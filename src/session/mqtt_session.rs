//! The public session facade.

use embassy_time::{Duration, Instant};

use super::cache::{Slot, TopicCache};
use super::connection::ConnectionManager;
use super::dispatch;
use super::liveness::Liveness;
use super::payload::IntoPayload;
use super::traits::{MessageHandler, MqttTransport, ReconnectHandler};
use crate::config::{ConnectionConfig, DEFAULT_MAX_TOPICS, MAX_TOPIC_LEN, WillConfig};
use crate::error::SessionError;

/// A durable MQTT session over any [`MqttTransport`].
///
/// The session remembers every topic it subscribed to (up to `MAX_TOPICS`),
/// keeps the last message received on each, and restores the subscriptions
/// whenever the connection has to be re-established. The host calls
/// [`refresh`](Self::refresh) periodically to keep it alive.
///
/// Handlers are borrowed for `'h`, so no allocator is needed.
///
/// # Example
///
/// ```ignore
/// let mut on_message = |topic: &str, message: &str| info!("{} = {}", topic, message);
/// let mut session = MqttSession::<_>::new(client);
/// session.set_callback(&mut on_message);
/// session.set_will(WillConfig::new("device/status", "offline")?);
/// session.connect("broker.local", 1883, None, None).await?;
/// session.subscribe("device/cmd").await?;
///
/// loop {
///     session.refresh().await;
///     session.put("device/temp", 21.5).await.ok();
///     Timer::after_millis(100).await;
/// }
/// ```
pub struct MqttSession<'h, T, const MAX_TOPICS: usize = DEFAULT_MAX_TOPICS> {
    connection: ConnectionManager<T>,
    cache: TopicCache<MAX_TOPICS>,
    liveness: Liveness,
    message_handler: Option<&'h mut dyn MessageHandler>,
    reconnect_handler: Option<&'h mut dyn ReconnectHandler>,
}

impl<'h, T: MqttTransport, const MAX_TOPICS: usize> MqttSession<'h, T, MAX_TOPICS> {
    pub fn new(transport: T) -> Self {
        Self {
            connection: ConnectionManager::new(transport),
            cache: TopicCache::new(),
            liveness: Liveness::default(),
            message_handler: None,
            reconnect_handler: None,
        }
    }

    /// Connects to `host:port`, authenticating if both `username` and
    /// `password` are given.
    ///
    /// The broker settings are kept for every later reconnect, whether or
    /// not this first attempt succeeds.
    pub async fn connect(
        &mut self,
        host: &str,
        port: u16,
        username: Option<&str>,
        password: Option<&str>,
    ) -> Result<(), SessionError<T::Error>> {
        let config = ConnectionConfig::new(host, port, username, password)?;
        self.connection
            .connect(config, &self.cache, self.reconnect_handler.as_deref_mut())
            .await
    }

    /// Makes one attempt to bring the connection back. Succeeds immediately
    /// when already connected.
    pub async fn reconnect(&mut self) -> Result<(), SessionError<T::Error>> {
        self.connection
            .reconnect(&self.cache, self.reconnect_handler.as_deref_mut())
            .await
    }

    /// Closes the connection. Subscriptions and broker settings are kept,
    /// so `reconnect` restores the same session.
    pub async fn disconnect(&mut self) {
        self.connection.disconnect().await;
    }

    pub fn connected(&self) -> bool {
        self.connection.connected()
    }

    /// Publishes `value` on `topic`.
    ///
    /// When disconnected, one reconnect is attempted first; if that fails
    /// nothing is published and nothing is queued.
    pub async fn put<'p>(
        &mut self,
        topic: &str,
        value: impl IntoPayload<'p>,
    ) -> Result<(), SessionError<T::Error>> {
        self.publish(topic, value, false).await
    }

    /// Like [`put`](Self::put), with the retain flag set.
    pub async fn put_retain<'p>(
        &mut self,
        topic: &str,
        value: impl IntoPayload<'p>,
    ) -> Result<(), SessionError<T::Error>> {
        self.publish(topic, value, true).await
    }

    async fn publish<'p>(
        &mut self,
        topic: &str,
        value: impl IntoPayload<'p>,
        retain: bool,
    ) -> Result<(), SessionError<T::Error>> {
        self.ensure_connected().await?;
        let payload = value.into_payload();
        self.connection
            .transport_mut()
            .publish(topic, payload.as_str().as_bytes(), retain)
            .await
            .map_err(SessionError::Transport)
    }

    /// Subscribes to `topic` and starts caching its messages.
    ///
    /// Subscribing to a cached topic succeeds without contacting the broker.
    /// When the cache is full the call fails before anything is sent.
    pub async fn subscribe(&mut self, topic: &str) -> Result<(), SessionError<T::Error>> {
        if topic.is_empty() || topic.len() > MAX_TOPIC_LEN {
            return Err(SessionError::InvalidTopic);
        }
        self.ensure_connected().await?;

        match self.cache.slot(topic) {
            Slot::Cached => return Ok(()),
            Slot::Full => {
                warn!("max topic cache reached ({}), {} not subscribed", MAX_TOPICS, topic);
                return Err(SessionError::CacheFull);
            }
            Slot::Vacant => {}
        }

        self.connection
            .transport_mut()
            .subscribe(topic)
            .await
            .map_err(SessionError::Transport)?;
        self.cache.insert(topic);
        info!("Subscribed to topic: {}", topic);
        Ok(())
    }

    /// Last message received on `topic`, or `""` if the topic is not
    /// subscribed or nothing has arrived yet. Never waits.
    pub fn get(&self, topic: &str) -> &str {
        self.cache.get(topic)
    }

    /// Keeps the session alive. Call it regularly from the host loop.
    ///
    /// Reconnects if needed, lets the transport service keepalive and
    /// deliver inbound messages, and logs a warning if the previous call was
    /// longer ago than the loop timeout.
    pub async fn refresh(&mut self) {
        if !self.connection.connected() {
            // Failures are logged by the manager; the next refresh retries.
            let _ = self.reconnect().await;
        }

        if self.connection.connected() {
            let cache = &mut self.cache;
            let handler = &mut self.message_handler;
            let result = self
                .connection
                .transport_mut()
                .poll(&mut |topic: &str, payload: &[u8]| {
                    dispatch::route(cache, handler.as_deref_mut(), topic, payload);
                })
                .await;
            if result.is_err() {
                warn!(
                    "MQTT poll failed rc={}",
                    self.connection.transport().last_error_code()
                );
            }
        }

        if let Some(elapsed) = self.liveness.tick(Instant::now()) {
            warn!(
                "refresh() may not be called frequently enough: {} ms since last call, limit {} ms",
                elapsed.as_millis(),
                self.liveness.max_interval().as_millis()
            );
        }
    }

    /// Registers the handler for inbound messages.
    pub fn set_callback(&mut self, handler: &'h mut dyn MessageHandler) {
        self.message_handler = Some(handler);
    }

    /// Registers the hook run after each successful reconnect.
    pub fn on_reconnect(&mut self, handler: &'h mut dyn ReconnectHandler) {
        self.reconnect_handler = Some(handler);
    }

    /// Sets how long `refresh` may go uncalled before a warning is logged.
    /// This has no effect on any network timeout.
    pub fn set_loop_timeout(&mut self, timeout: Duration) {
        self.liveness.set_max_interval(timeout);
    }

    /// Sets the will used from the next connect attempt on.
    pub fn set_will(&mut self, will: WillConfig) {
        self.connection.set_will(will);
    }

    /// Diagnostic code of the transport's last failure.
    pub fn last_error_code(&self) -> i32 {
        self.connection.transport().last_error_code()
    }

    pub fn cache(&self) -> &TopicCache<MAX_TOPICS> {
        &self.cache
    }

    pub fn transport(&self) -> &T {
        self.connection.transport()
    }

    pub fn transport_mut(&mut self) -> &mut T {
        self.connection.transport_mut()
    }

    async fn ensure_connected(&mut self) -> Result<(), SessionError<T::Error>> {
        if self.connection.connected() {
            return Ok(());
        }
        self.reconnect().await
    }
}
+ + +
## PROBLEM STATEMENT
Send back, unchanged, every line of the records from the one with "pub fn cache(&self)" through the last.

## ANSWER TO THE PROBLEM
    pub fn cache(&self) -> &TopicCache<MAX_TOPICS> {
        &self.cache
    }

    pub fn transport(&self) -> &T {
        self.connection.transport()
    }

    pub fn transport_mut(&mut self) -> &mut T {
        self.connection.transport_mut()
    }

    async fn ensure_connected(&mut self) -> Result<(), SessionError<T::Error>> {
        if self.connection.connected() {
            return Ok(());
        }
        self.reconnect().await
    }
}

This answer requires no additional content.